Une procédure d’information-consultation sur le télétravail vient croiser, pour les élus, des notions purement financières, des notions de gestion RH et des notions de protection de la santé et de la sécurité des salariés. Face à toutes ces dimensions, les élus peuvent se trouver noyés. D’où la nécessité bien souvent d’opter pour un accompagnement par un ou plusieurs experts lors d’une consultation sur le télétravail. Les élus ont le choix quant aux experts pouvant les accompagner mais les coûts d’expertise doivent être payés intégralement sur le compte de fonctionnement du comité.
Les besoins des élus les conduisent en général à choisir un expert-comptable pour apporter un éclairage sur la validité économique du projet, un expert habilité en santé-sécurité pour notamment mener une étude des conséquences du passage au télétravail sur la santé des salariés, voire un expert en immobilier pour déterminer les réelles économies dégagées par l’entreprise et estimer d’autres scénarios d’adaptations des locaux de travail. Au-delà de l’aide technique essentielle apportée par les experts, les élus validant lors de la première réunion de la procédure de consultation le choix de faire appel à un expert obtiennent un report du délai maximal qui leur est offert pour rendre un avis sur le projet. Ce délai passe de 1 mois à 2 mois, faute d’avoir négocié avec l’employeur un délai plus long sur cette consultation.
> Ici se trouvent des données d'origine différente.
use std::collections::BTreeMap;

use crate::{
    parse::{read_tag_records, TagEntry, TagRecord},
    reports::Reporter,
    stats::avg_by,
    Condition, FileKind, Result,
};

/// Highest tag level that is plotted.
pub const MAX_TAG_LEVEL: u32 = 4;

#[derive(Debug, Clone, Copy, PartialEq)]
pub struct DensityPoint {
    pub generation: u64,
    /// Mean density over all runs, counting absent entries as 0.
    pub density: f64,
    /// Mean fitness of the retained entries.
    pub fitness: f64,
}

/// Average density of one tag level over generations.
#[derive(Debug, Clone, PartialEq)]
pub struct DensitySeries {
    pub level: u32,
    pub points: Vec<DensityPoint>,
}

impl DensitySeries {
    pub fn label(&self) -> String {
        format!("L{}:{}", self.level, self.level + 1)
    }
}

pub type RunEntries = BTreeMap<(u32, u64), TagEntry>;

/// Retains the densest entry of every (level, generation) in a run. Equal
/// densities go to strictly higher fitness, otherwise the first one stays.
pub fn best_entries(records: &[TagRecord]) -> RunEntries {
    let mut best = RunEntries::new();
    for record in records {
        for &entry in &record.entries {
            if entry.level > MAX_TAG_LEVEL {
                tracing::trace!(
                    level = entry.level,
                    generation = record.generation,
                    "skipping tag level"
                );
                continue;
            }
            best.entry((entry.level, record.generation))
                .and_modify(|kept| {
                    if is_better(&entry, kept) {
                        *kept = entry;
                    }
                })
                .or_insert(entry);
        }
    }
    best
}

fn is_better(candidate: &TagEntry, kept: &TagEntry) -> bool {
    candidate.density > kept.density
        || (candidate.density == kept.density && candidate.fitness > kept.fitness)
}

/// Averages the per-run best entries into one series per level present.
pub fn average(runs: &[RunEntries]) -> Vec<DensitySeries> {
    let mut levels: BTreeMap<u32, BTreeMap<u64, Vec<Option<TagEntry>>>> = BTreeMap::new();
    for &(level, generation) in runs.iter().flat_map(|run| run.keys()) {
        levels
            .entry(level)
            .or_default()
            .entry(generation)
            .or_insert_with(|| {
                runs.iter()
                    .map(|run| run.get(&(level, generation)).copied())
                    .collect()
            });
    }

    levels
        .into_iter()
        .map(|(level, generations)| DensitySeries {
            level,
            points: generations
                .into_iter()
                .map(|(generation, entries)| {
                    let present: Vec<TagEntry> = entries.iter().flatten().copied().collect();
                    DensityPoint {
                        generation,
                        density: avg_by(&entries, |entry| {
                            entry.map_or(0.0, |entry| f64::from(entry.density))
                        }),
                        fitness: avg_by(&present, |entry| f64::from(entry.fitness)),
                    }
                })
                .collect(),
        })
        .collect()
}

pub fn density_series(condition: &Condition, reporter: &Reporter) -> Result<Vec<DensitySeries>> {
    let files = condition.files(FileKind::TreeTags)?;
    let bar = reporter.condition(&condition.label, files.len());

    let mut runs = Vec::with_capacity(files.len());
    for path in &files {
        let records = read_tag_records(path)?;
        tracing::debug!(path = %path.display(), generations = records.len(), "read tree tags");
        runs.push(best_entries(&records));
        bar.inc(1);
    }
    bar.finish_with_message("parsed");

    let series = average(&runs);
    tracing::info!(
        label = %condition.label,
        runs = runs.len(),
        levels = series.len(),
        "averaged tag densities"
    );
    Ok(series)
}
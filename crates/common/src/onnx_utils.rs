//! ONNX Runtime utilities for model loading
//!
//! Both the face detector and the face embedder load their models through
//! [`create_optimized_session`], so thread count and execution-provider
//! fallback behave the same for every model in a run.

use ort::execution_providers::{
    CPUExecutionProvider, CUDAExecutionProvider, CoreMLExecutionProvider,
};
use ort::session::builder::GraphOptimizationLevel;
use ort::session::Session;
use std::path::Path;
use tracing::{debug, info, warn};

/// Environment variable overriding the intra-op thread count
pub const THREADS_ENV: &str = "VIDEO_FACES_THREADS";

/// Error type for ONNX operations
#[derive(Debug, thiserror::Error)]
pub enum OnnxError {
    #[error("Failed to create session builder: {0}")]
    SessionBuilderError(String),

    #[error("Failed to load ONNX model from {path}: {error}")]
    ModelLoadError { path: String, error: String },

    #[error("Model file not found: {0}")]
    ModelNotFound(String),
}

/// Intra-op thread count: `VIDEO_FACES_THREADS` when set, physical cores otherwise
#[must_use]
pub fn intra_threads() -> usize {
    std::env::var(THREADS_ENV)
        .ok()
        .and_then(|s| s.parse::<usize>().ok())
        .filter(|&n| n > 0)
        .unwrap_or_else(num_cpus::get_physical)
}

/// Create an ONNX Runtime session with graph optimizations enabled
///
/// Execution providers are tried in order CoreML, CUDA, CPU. If CoreML rejects
/// the model the session is rebuilt with CUDA/CPU only.
///
/// # Errors
///
/// Returns [`OnnxError::ModelNotFound`] when the file does not exist and
/// [`OnnxError::ModelLoadError`] when no execution provider can load it.
pub fn create_optimized_session(model_path: &Path) -> Result<Session, OnnxError> {
    if !model_path.exists() {
        return Err(OnnxError::ModelNotFound(model_path.display().to_string()));
    }

    let threads = intra_threads();
    debug!(
        "Creating ONNX session for {} with {} intra-op threads",
        model_path.display(),
        threads
    );

    let session = match build_session(model_path, threads, true) {
        Ok(session) => session,
        Err(SessionFailure::Builder(reason)) => return Err(OnnxError::SessionBuilderError(reason)),
        Err(SessionFailure::Load(reason)) if is_coreml_failure(&reason) => {
            warn!(
                "CoreML rejected {}: {}; retrying with CUDA/CPU only",
                model_path.display(),
                reason
            );
            build_session(model_path, threads, false).map_err(|failure| match failure {
                SessionFailure::Builder(reason) => OnnxError::SessionBuilderError(reason),
                SessionFailure::Load(reason) => OnnxError::ModelLoadError {
                    path: model_path.display().to_string(),
                    error: format!("CoreML failed, CPU/CUDA also failed: {reason}"),
                },
            })?
        }
        Err(SessionFailure::Load(reason)) => {
            return Err(OnnxError::ModelLoadError {
                path: model_path.display().to_string(),
                error: reason,
            })
        }
    };

    info!("Loaded ONNX model {}", model_path.display());
    Ok(session)
}

enum SessionFailure {
    Builder(String),
    Load(String),
}

fn is_coreml_failure(reason: &str) -> bool {
    reason.contains("CoreML") || reason.contains("MLModel")
}

fn build_session(model_path: &Path, threads: usize, coreml: bool) -> Result<Session, SessionFailure> {
    fn builder_err<E: std::fmt::Display>(e: E) -> SessionFailure {
        SessionFailure::Builder(e.to_string())
    }

    let mut providers = Vec::with_capacity(3);
    if coreml {
        providers.push(CoreMLExecutionProvider::default().build());
    }
    providers.push(CUDAExecutionProvider::default().build());
    providers.push(CPUExecutionProvider::default().build());

    Session::builder()
        .map_err(builder_err)?
        .with_optimization_level(GraphOptimizationLevel::Level3)
        .map_err(builder_err)?
        .with_intra_threads(threads)
        .map_err(builder_err)?
        .with_execution_providers(providers)
        .map_err(builder_err)?
        .commit_from_file(model_path)
        .map_err(|e| SessionFailure::Load(e.to_string()))
}

#[cfg(test)]
mod tests {
    use super::*;

    #[test]
    fn test_model_not_found() {
        let result = create_optimized_session(Path::new("nonexistent_model.onnx"));
        assert!(matches!(result, Err(OnnxError::ModelNotFound(_))));
    }

    #[test]
    fn test_error_display() {
        let err = OnnxError::ModelNotFound("arcface.onnx".to_string());
        assert_eq!(err.to_string(), "Model file not found: arcface.onnx");

        let err = OnnxError::ModelLoadError {
            path: "arcface.onnx".to_string(),
            error: "invalid format".to_string(),
        };
        assert_eq!(
            err.to_string(),
            "Failed to load ONNX model from arcface.onnx: invalid format"
        );
    }

    #[test]
    fn test_coreml_failure_detection() {
        assert!(is_coreml_failure("CoreML EP failed to compile model"));
        assert!(is_coreml_failure("Error compiling MLModel"));
        assert!(!is_coreml_failure("Protobuf parsing failed"));
    }

    #[test]
    fn test_intra_threads_positive() {
        assert!(intra_threads() > 0);
    }
}
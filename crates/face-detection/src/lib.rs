//! Face detection using an UltraFace/RetinaFace-style model via ONNX Runtime
//!
//! The [`Detector`] trait is what the pipeline driver talks to: given a frame
//! and a cap, it returns at most `max_count` [`FaceCandidate`]s ordered by
//! descending confidence, each carrying the aligned patch the embedder needs.
//! [`FaceDetector`] implements it on top of an ONNX session and never lets an
//! inference failure escape: a frame it cannot process yields no faces.
//!
//! # Example
//! ```no_run
//! use video_faces_detection::{Detector, FaceDetectionConfig, FaceDetector};
//!
//! # fn main() -> Result<(), Box<dyn std::error::Error>> {
//! let mut detector = FaceDetector::new("version-RFB-320.onnx", FaceDetectionConfig::default())?;
//!
//! let img = image::open("frame.jpg")?.to_rgb8();
//! for face in detector.detect(&img, 10)? {
//!     println!("{:.2} at ({:.0}, {:.0})", face.confidence, face.region.x1, face.region.y1);
//! }
//! # Ok(())
//! # }
//! ```

pub mod align;
pub mod anchors;

use image::RgbImage;
use ndarray::Array4;
use ort::{
    session::{Session, SessionOutputs},
    value::TensorRef,
};
use serde::{Deserialize, Serialize};
use std::path::Path;
use thiserror::Error;
use tracing::{debug, info, warn};
use video_faces_common::onnx_utils::{create_optimized_session, OnnxError};
use video_faces_common::{FaceCandidate, PixelRegion};

/// UltraFace variance parameters (from reference implementation)
const CENTER_VARIANCE: f32 = 0.1;
const SIZE_VARIANCE: f32 = 0.2;

/// Configuration for face detection
#[derive(Debug, Clone, PartialEq, Serialize, Deserialize)]
#[serde(default)]
pub struct FaceDetectionConfig {
    /// Minimum confidence threshold for face detections (0.0-1.0)
    pub confidence_threshold: f32,
    /// `IoU` threshold for non-maximum suppression (0.0-1.0)
    pub nms_threshold: f32,
    /// Model input size (width, height)
    pub input_size: (u32, u32),
    /// Faces whose shorter side is below this many source pixels are discarded
    pub min_face_size: f32,
    /// Side length of the aligned patch handed to the embedder
    pub patch_size: u32,
}

impl Default for FaceDetectionConfig {
    fn default() -> Self {
        Self {
            confidence_threshold: 0.7,
            nms_threshold: 0.3,
            input_size: (320, 240), // UltraFace RFB-320 model size
            min_face_size: 16.0,
            patch_size: 112, // ArcFace input size
        }
    }
}

/// Bounding box in model-normalized coordinates (0.0-1.0)
#[derive(Debug, Clone, Copy, PartialEq, Serialize, Deserialize)]
pub struct NormalizedBox {
    pub x1: f32,
    pub y1: f32,
    pub x2: f32,
    pub y2: f32,
}

impl NormalizedBox {
    #[must_use]
    #[inline]
    pub fn width(&self) -> f32 {
        self.x2 - self.x1
    }

    #[must_use]
    #[inline]
    pub fn height(&self) -> f32 {
        self.y2 - self.y1
    }

    #[must_use]
    #[inline]
    pub fn area(&self) -> f32 {
        self.width() * self.height()
    }

    /// Calculate `IoU` (Intersection over Union) with another box
    #[must_use]
    pub fn iou(&self, other: &NormalizedBox) -> f32 {
        let x1 = self.x1.max(other.x1);
        let y1 = self.y1.max(other.y1);
        let x2 = self.x2.min(other.x2);
        let y2 = self.y2.min(other.y2);

        if x2 < x1 || y2 < y1 {
            return 0.0;
        }

        let intersection = (x2 - x1) * (y2 - y1);
        let union = self.area() + other.area() - intersection;
        if union <= 0.0 {
            return 0.0;
        }

        intersection / union
    }

    /// Scale to source-frame pixel coordinates
    #[must_use]
    #[allow(clippy::cast_precision_loss)]
    pub fn to_pixels(&self, width: u32, height: u32) -> PixelRegion {
        let w = width as f32;
        let h = height as f32;
        PixelRegion {
            x1: self.x1 * w,
            y1: self.y1 * h,
            x2: self.x2 * w,
            y2: self.y2 * h,
        }
    }
}

/// Raw model detection before alignment
#[derive(Debug, Clone, PartialEq, Serialize, Deserialize)]
pub struct Face {
    /// Detection confidence score (0.0-1.0)
    pub confidence: f32,
    /// Face bounding box (normalized coordinates)
    pub bbox: NormalizedBox,
}

/// Errors that can occur during face detection
#[derive(Error, Debug)]
pub enum FaceDetectionError {
    #[error("Failed to load ONNX model: {0}")]
    ModelLoadError(#[from] OnnxError),

    #[error("Failed to run inference: {0}")]
    InferenceError(String),

    #[error("Invalid image dimensions: {0}")]
    InvalidImageDimensions(String),

    #[error("Postprocessing failed: {0}")]
    PostprocessingError(String),
}

/// Source of face candidates for one frame
pub trait Detector {
    /// Detect at most `max_count` faces in `image`, highest confidence first.
    ///
    /// Implementations should report frames they cannot process as empty
    /// rather than failing; callers still treat `Err` as "no faces".
    fn detect(
        &mut self,
        image: &RgbImage,
        max_count: usize,
    ) -> Result<Vec<FaceCandidate>, FaceDetectionError>;
}

impl<D: Detector + ?Sized> Detector for Box<D> {
    fn detect(
        &mut self,
        image: &RgbImage,
        max_count: usize,
    ) -> Result<Vec<FaceCandidate>, FaceDetectionError> {
        (**self).detect(image, max_count)
    }
}

/// Face detector backed by an ONNX session
pub struct FaceDetector {
    session: Session,
    config: FaceDetectionConfig,
    priors: Vec<anchors::PriorBox>,
}

impl FaceDetector {
    /// Create a new face detector from an ONNX model file
    ///
    /// # Errors
    ///
    /// Returns [`FaceDetectionError::ModelLoadError`] if the model cannot be loaded.
    pub fn new<P: AsRef<Path>>(
        model_path: P,
        config: FaceDetectionConfig,
    ) -> Result<Self, FaceDetectionError> {
        let model_path = model_path.as_ref();
        info!("Loading face detection model from {}", model_path.display());

        let session = create_optimized_session(model_path)?;

        let (input_width, input_height) = config.input_size;
        let priors = anchors::generate_priors(input_width, input_height);

        info!(
            "Face detection model loaded (input size: {}x{}, priors: {})",
            input_width,
            input_height,
            priors.len()
        );

        Ok(Self {
            session,
            config,
            priors,
        })
    }

    #[must_use]
    pub fn config(&self) -> &FaceDetectionConfig {
        &self.config
    }

    /// Run the model on `image` and return NMS-filtered faces, highest confidence first
    ///
    /// # Errors
    ///
    /// Returns an error if preprocessing, inference or output decoding fails.
    pub fn detect_faces(&mut self, image: &RgbImage) -> Result<Vec<Face>, FaceDetectionError> {
        let (orig_width, orig_height) = image.dimensions();
        if orig_width == 0 || orig_height == 0 {
            return Err(FaceDetectionError::InvalidImageDimensions(format!(
                "{orig_width}x{orig_height}"
            )));
        }

        debug!("Detecting faces in {}x{} image", orig_width, orig_height);

        let (input_width, input_height) = self.config.input_size;
        let input_array = preprocess_image(image, input_width, input_height);

        let outputs = run_inference(&mut self.session, &input_array)?;
        let faces = postprocess_outputs(&outputs, &self.config, &self.priors)?;
        let faces = non_maximum_suppression(faces, self.config.nms_threshold);

        debug!("Detected {} faces after NMS", faces.len());
        Ok(faces)
    }
}

impl Detector for FaceDetector {
    fn detect(
        &mut self,
        image: &RgbImage,
        max_count: usize,
    ) -> Result<Vec<FaceCandidate>, FaceDetectionError> {
        let faces = match self.detect_faces(image) {
            Ok(faces) => faces,
            Err(e) => {
                warn!("Face detection failed, reporting no faces: {}", e);
                return Ok(Vec::new());
            }
        };

        Ok(select_candidates(image, &faces, max_count, &self.config))
    }
}

/// Convert detector output into at most `max_count` aligned candidates
///
/// Faces are ordered by descending confidence before truncation; faces below
/// `min_face_size` or without a usable crop are dropped.
#[must_use]
pub fn select_candidates(
    image: &RgbImage,
    faces: &[Face],
    max_count: usize,
    config: &FaceDetectionConfig,
) -> Vec<FaceCandidate> {
    let (width, height) = image.dimensions();

    let mut ordered: Vec<&Face> = faces.iter().collect();
    ordered.sort_by(|a, b| b.confidence.total_cmp(&a.confidence));

    ordered
        .into_iter()
        .filter_map(|face| {
            let region = face.bbox.to_pixels(width, height);
            if region.width().min(region.height()) < config.min_face_size {
                return None;
            }
            let patch = align::align_face(image, &region, config.patch_size)?;
            Some(FaceCandidate {
                confidence: face.confidence,
                region,
                patch,
            })
        })
        .take(max_count)
        .collect()
}

/// Resize to model input and convert to normalized NCHW: (pixel - 127) / 128
fn preprocess_image(image: &RgbImage, input_width: u32, input_height: u32) -> Array4<f32> {
    let resized = image::imageops::resize(
        image,
        input_width,
        input_height,
        image::imageops::FilterType::Triangle,
    );

    let mut input = Array4::<f32>::zeros((1, 3, input_height as usize, input_width as usize));

    for (x, y, pixel) in resized.enumerate_pixels() {
        let (x, y) = (x as usize, y as usize);
        input[[0, 0, y, x]] = (f32::from(pixel[0]) - 127.0) / 128.0;
        input[[0, 1, y, x]] = (f32::from(pixel[1]) - 127.0) / 128.0;
        input[[0, 2, y, x]] = (f32::from(pixel[2]) - 127.0) / 128.0;
    }

    input
}

fn run_inference<'a>(
    session: &'a mut Session,
    input: &Array4<f32>,
) -> Result<SessionOutputs<'a>, FaceDetectionError> {
    let input_tensor = TensorRef::from_array_view(input.view())
        .map_err(|e| FaceDetectionError::InferenceError(e.to_string()))?;

    session
        .run(ort::inputs![input_tensor])
        .map_err(|e| FaceDetectionError::InferenceError(e.to_string()))
}

/// Decode model outputs into faces above the confidence threshold
///
/// Model outputs:
/// - scores: [1, N, 2] - N anchors with [`background_logit`, `face_logit`]
/// - boxes: [1, N, 4] - N location regressions relative to the priors
fn postprocess_outputs(
    outputs: &SessionOutputs,
    config: &FaceDetectionConfig,
    priors: &[anchors::PriorBox],
) -> Result<Vec<Face>, FaceDetectionError> {
    let scores_value = outputs
        .get("confidences")
        .or_else(|| outputs.get("scores"))
        .ok_or_else(|| {
            FaceDetectionError::PostprocessingError("confidences/scores output not found".into())
        })?;

    let (scores_shape, scores_data) = scores_value.try_extract_tensor::<f32>().map_err(|e| {
        FaceDetectionError::PostprocessingError(format!("Failed to extract scores: {e}"))
    })?;

    let boxes_value = outputs
        .get("boxes")
        .ok_or_else(|| FaceDetectionError::PostprocessingError("boxes output not found".into()))?;

    let (boxes_shape, boxes_data) = boxes_value.try_extract_tensor::<f32>().map_err(|e| {
        FaceDetectionError::PostprocessingError(format!("Failed to extract boxes: {e}"))
    })?;

    if scores_shape.len() != 3 || boxes_shape.len() != 3 {
        return Err(FaceDetectionError::PostprocessingError(format!(
            "Invalid output shapes: scores={scores_shape:?}, boxes={boxes_shape:?}"
        )));
    }

    #[allow(clippy::cast_possible_truncation, clippy::cast_sign_loss)]
    let num_boxes = scores_shape[1] as usize;

    if boxes_shape[1] != scores_shape[1]
        || priors.len() != num_boxes
        || scores_data.len() < num_boxes * 2
        || boxes_data.len() < num_boxes * 4
    {
        return Err(FaceDetectionError::PostprocessingError(format!(
            "Output/prior mismatch: scores={scores_shape:?}, boxes={boxes_shape:?}, priors={}",
            priors.len()
        )));
    }

    Ok(decode_faces(scores_data, boxes_data, priors, config))
}

/// Softmax the face logits, decode boxes against priors and keep confident, valid boxes
fn decode_faces(
    scores: &[f32],
    locations: &[f32],
    priors: &[anchors::PriorBox],
    config: &FaceDetectionConfig,
) -> Vec<Face> {
    let decoded = anchors::decode_boxes(locations, priors, CENTER_VARIANCE, SIZE_VARIANCE);

    decoded
        .iter()
        .zip(scores.chunks_exact(2))
        .filter_map(|(bbox, logits)| {
            // Layout per anchor: [background, face]
            let exp_bg = logits[0].exp();
            let exp_face = logits[1].exp();
            let confidence = exp_face / (exp_bg + exp_face);

            if !(confidence >= config.confidence_threshold) {
                return None;
            }

            let bbox = NormalizedBox {
                x1: bbox[0].clamp(0.0, 1.0),
                y1: bbox[1].clamp(0.0, 1.0),
                x2: bbox[2].clamp(0.0, 1.0),
                y2: bbox[3].clamp(0.0, 1.0),
            };

            if bbox.x2 <= bbox.x1 || bbox.y2 <= bbox.y1 {
                return None;
            }

            Some(Face { confidence, bbox })
        })
        .collect()
}

/// Greedy NMS; output is sorted by descending confidence
fn non_maximum_suppression(mut faces: Vec<Face>, nms_threshold: f32) -> Vec<Face> {
    if faces.is_empty() {
        return faces;
    }

    faces.sort_by(|a, b| b.confidence.total_cmp(&a.confidence));

    let mut keep: Vec<Face> = Vec::with_capacity(faces.len().min(32));
    for face in faces {
        if keep
            .iter()
            .all(|kept| kept.bbox.iou(&face.bbox) <= nms_threshold)
        {
            keep.push(face);
        }
    }

    keep
}
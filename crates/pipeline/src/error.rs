//! Error types for a pipeline run

use std::path::PathBuf;
use thiserror::Error;
use video_faces_decoder::DecodeError;
use video_faces_recognition::{FacebankError, RecognitionError};

/// Fatal errors; any of these aborts the whole video
#[derive(Error, Debug)]
pub enum PipelineError {
    #[error("Failed to open video {path}: {source}")]
    VideoOpen {
        path: PathBuf,
        #[source]
        source: DecodeError,
    },

    #[error("Video {path} reports unusable frame rate {fps}")]
    InvalidFrameRate { path: PathBuf, fps: f64 },

    #[error("Detector/matcher disagreement in {path} at frame {frame}: {detail}")]
    Consistency {
        path: PathBuf,
        frame: u64,
        detail: String,
    },

    #[error("Recognition failed in {path} at frame {frame}: {source}")]
    Recognition {
        path: PathBuf,
        frame: u64,
        #[source]
        source: RecognitionError,
    },

    #[error("Facebank error: {0}")]
    Facebank(#[from] FacebankError),

    #[error("Failed to load {stage} model: {reason}")]
    ModelLoad { stage: &'static str, reason: String },

    #[error("Invalid pipeline configuration: {0}")]
    InvalidConfig(String),

    #[error("Failed to assemble output for {path}: {source}")]
    Aggregate {
        path: PathBuf,
        #[source]
        source: AggregateError,
    },
}

/// Frame results that cannot form a valid output record
#[derive(Error, Debug, PartialEq, Eq)]
pub enum AggregateError {
    #[error("Frame index {index} does not follow {previous}")]
    NonIncreasingIndex { previous: u64, index: u64 },

    #[error("Frame index {index} is beyond last frame {last_frame}")]
    BeyondLastFrame { index: u64, last_frame: u64 },
}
Une fois le télétravail en place dans l’entreprise, l’employeur doit informer régulièrement les élus de son exécution et de ses conséquences pour les salariés. Les élus ont l’occasion de rendre un avis sur ce sujet dans le cadre tant de la consultation obligatoire récurrente sur la politique sociale de l’entreprise que de la consultation obligatoire récurrente sur les orientations stratégiques de l’entreprise.
Aux élus de réfléchir entre eux au meilleur moyen de maintenir un lien direct avec les salariés placés en télétravail. Liens pour les activités sociales et culturelles, mais aussi liens pour la diffusion des informations économiques de l’entreprise et l’échange sur les problématiques rencontrées, en intégrant aussi la difficulté supplémentaire liée parfois à la présence d’élus parmi les salariés placés en télétravail. Les élus en télétravail conservent bien leurs droits à heures de délégation, leurs droits à déplacement et leurs droits à assister aux réunions du CSE s’ils sont titulaires.
Références aux textes officiels
C. trav., art. L. 1222-9 (définition et mise en place du télétravail), L. 1222-10 (droits particuliers du télétravailleur), L. 1222-11 (cas particuliers des circonstances exceptionnelles et force majeure), L. 2312-8 (champ de compétence générale du comité), R. 2312-6 (délai de remise de l’avis)
CA Paris, 21 décembre 2023, n° 20/05912 (obligation de versement d’une indemnité d’occupation en cas de télétravail sur demande du médecin du travail)
Cass. soc., 24 avril 2024, n° 22-18.031 (différence de traitement autorisé entre télétravailleurs et salariés sur site)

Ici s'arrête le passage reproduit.